* [WHAT THE EXERCISE ASKS]: Reproduce each line from the records that holds "content".

(EXTRACTED ENTRIES Opens)

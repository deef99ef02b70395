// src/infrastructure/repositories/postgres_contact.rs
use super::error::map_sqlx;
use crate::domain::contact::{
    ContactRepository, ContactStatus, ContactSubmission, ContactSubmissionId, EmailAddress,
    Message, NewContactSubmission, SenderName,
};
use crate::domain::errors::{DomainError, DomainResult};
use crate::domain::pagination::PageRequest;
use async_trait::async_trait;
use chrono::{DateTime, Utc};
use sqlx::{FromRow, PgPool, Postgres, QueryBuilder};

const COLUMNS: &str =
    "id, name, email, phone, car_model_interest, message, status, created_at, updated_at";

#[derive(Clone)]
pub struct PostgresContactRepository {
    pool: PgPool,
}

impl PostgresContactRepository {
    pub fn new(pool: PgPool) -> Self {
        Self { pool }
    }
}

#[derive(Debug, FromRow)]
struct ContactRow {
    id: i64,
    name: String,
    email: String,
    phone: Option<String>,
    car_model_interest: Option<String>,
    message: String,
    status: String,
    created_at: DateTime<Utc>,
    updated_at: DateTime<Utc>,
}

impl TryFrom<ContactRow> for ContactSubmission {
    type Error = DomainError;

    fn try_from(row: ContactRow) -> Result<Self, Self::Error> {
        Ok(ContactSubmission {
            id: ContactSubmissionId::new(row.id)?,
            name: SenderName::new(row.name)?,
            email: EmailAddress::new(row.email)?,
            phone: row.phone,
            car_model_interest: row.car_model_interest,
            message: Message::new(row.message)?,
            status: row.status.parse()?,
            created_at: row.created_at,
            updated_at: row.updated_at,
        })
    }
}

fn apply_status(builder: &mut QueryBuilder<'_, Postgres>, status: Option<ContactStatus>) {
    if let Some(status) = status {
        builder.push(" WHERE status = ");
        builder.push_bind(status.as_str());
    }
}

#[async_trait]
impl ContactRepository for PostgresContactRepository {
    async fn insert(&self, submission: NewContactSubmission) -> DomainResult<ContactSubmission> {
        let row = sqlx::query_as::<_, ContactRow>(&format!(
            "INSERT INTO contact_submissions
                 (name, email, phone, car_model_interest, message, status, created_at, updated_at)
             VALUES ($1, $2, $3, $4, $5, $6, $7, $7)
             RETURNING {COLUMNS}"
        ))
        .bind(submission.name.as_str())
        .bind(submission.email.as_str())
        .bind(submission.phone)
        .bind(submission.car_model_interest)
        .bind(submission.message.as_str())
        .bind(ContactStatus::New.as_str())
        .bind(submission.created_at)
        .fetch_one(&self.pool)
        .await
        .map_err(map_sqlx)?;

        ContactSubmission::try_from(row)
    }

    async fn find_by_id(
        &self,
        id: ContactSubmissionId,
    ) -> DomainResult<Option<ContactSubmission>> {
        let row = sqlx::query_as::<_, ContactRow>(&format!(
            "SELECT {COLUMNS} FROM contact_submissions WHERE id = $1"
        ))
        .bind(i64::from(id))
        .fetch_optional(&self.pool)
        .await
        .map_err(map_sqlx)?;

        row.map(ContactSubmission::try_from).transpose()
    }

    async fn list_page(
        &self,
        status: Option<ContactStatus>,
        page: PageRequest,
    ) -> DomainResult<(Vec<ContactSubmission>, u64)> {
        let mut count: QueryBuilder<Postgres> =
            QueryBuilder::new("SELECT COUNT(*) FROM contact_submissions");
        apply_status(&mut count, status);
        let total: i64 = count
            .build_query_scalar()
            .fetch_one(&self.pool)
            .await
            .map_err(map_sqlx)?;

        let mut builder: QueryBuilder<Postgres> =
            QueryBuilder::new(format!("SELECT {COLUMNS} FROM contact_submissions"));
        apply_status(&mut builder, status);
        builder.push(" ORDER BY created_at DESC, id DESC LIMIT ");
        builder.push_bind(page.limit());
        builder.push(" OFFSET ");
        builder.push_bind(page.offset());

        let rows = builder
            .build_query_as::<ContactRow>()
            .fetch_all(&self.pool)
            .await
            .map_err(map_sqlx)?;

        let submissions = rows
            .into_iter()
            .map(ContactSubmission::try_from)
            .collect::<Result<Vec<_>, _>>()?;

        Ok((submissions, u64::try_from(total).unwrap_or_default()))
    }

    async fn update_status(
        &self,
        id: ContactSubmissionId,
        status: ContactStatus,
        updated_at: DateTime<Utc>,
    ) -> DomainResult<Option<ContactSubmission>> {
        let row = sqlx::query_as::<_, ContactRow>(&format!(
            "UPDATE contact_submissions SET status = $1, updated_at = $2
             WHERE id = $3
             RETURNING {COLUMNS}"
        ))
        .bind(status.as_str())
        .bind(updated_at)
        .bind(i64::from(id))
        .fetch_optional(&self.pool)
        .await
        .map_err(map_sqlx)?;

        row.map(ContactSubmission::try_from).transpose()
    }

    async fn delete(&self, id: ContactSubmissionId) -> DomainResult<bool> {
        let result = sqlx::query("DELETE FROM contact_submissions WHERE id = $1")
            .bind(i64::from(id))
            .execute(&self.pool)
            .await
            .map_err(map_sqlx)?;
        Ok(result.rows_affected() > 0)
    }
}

(EXTRACTED ENTRIES Closes)
(EXTRACTED ENTRIES Opens)

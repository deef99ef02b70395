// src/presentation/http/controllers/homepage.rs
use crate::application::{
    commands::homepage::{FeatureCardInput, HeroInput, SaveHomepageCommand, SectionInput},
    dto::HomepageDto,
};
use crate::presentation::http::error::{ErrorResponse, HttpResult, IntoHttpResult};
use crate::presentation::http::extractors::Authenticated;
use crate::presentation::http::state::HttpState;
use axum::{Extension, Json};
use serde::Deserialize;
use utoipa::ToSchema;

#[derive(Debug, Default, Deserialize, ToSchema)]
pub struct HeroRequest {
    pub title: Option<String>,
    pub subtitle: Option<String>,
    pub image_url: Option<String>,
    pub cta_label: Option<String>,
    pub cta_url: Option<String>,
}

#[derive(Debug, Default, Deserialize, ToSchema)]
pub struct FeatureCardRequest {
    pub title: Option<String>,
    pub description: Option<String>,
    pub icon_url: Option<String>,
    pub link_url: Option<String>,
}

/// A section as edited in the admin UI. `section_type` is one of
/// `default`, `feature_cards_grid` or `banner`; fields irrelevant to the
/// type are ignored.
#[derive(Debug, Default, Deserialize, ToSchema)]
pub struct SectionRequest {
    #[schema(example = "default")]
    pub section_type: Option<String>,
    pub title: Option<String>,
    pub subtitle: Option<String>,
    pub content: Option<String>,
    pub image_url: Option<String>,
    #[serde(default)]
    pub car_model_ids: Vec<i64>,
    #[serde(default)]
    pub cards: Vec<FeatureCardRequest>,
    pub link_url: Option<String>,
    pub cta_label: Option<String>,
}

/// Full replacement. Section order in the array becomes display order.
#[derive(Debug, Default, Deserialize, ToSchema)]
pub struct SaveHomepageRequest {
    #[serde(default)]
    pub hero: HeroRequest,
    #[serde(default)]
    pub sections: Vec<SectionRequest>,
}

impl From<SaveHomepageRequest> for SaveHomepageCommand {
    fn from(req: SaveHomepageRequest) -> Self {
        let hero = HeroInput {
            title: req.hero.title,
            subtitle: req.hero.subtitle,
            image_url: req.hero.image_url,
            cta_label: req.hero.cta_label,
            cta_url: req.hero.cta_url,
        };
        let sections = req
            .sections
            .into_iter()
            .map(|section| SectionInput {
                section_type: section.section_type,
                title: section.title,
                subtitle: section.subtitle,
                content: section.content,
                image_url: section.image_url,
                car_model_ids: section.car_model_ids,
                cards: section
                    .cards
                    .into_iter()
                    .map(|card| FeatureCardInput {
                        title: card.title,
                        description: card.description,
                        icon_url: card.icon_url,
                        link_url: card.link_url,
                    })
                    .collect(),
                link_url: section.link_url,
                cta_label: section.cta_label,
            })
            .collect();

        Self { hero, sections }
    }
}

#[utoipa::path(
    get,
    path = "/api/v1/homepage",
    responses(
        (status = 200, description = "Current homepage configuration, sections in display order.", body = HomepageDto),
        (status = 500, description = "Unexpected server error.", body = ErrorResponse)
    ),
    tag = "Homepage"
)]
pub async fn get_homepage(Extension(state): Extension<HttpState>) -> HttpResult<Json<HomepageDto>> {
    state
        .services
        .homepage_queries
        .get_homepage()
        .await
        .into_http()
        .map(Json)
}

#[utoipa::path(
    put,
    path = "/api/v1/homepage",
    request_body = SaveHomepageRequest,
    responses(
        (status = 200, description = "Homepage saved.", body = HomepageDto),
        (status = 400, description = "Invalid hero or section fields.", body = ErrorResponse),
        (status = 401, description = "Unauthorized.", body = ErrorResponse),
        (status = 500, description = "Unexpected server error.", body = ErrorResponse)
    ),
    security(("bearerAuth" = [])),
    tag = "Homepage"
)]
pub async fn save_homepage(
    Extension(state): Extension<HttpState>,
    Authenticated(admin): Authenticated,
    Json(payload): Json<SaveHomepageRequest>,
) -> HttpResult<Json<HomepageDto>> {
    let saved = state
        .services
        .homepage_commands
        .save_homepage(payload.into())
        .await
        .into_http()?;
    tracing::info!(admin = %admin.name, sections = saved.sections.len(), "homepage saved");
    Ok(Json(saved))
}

(EXTRACTED ENTRIES Closes)

* [ANSWER TO THIS TASK]:
    pub content: Option<String>,
                content: section.content,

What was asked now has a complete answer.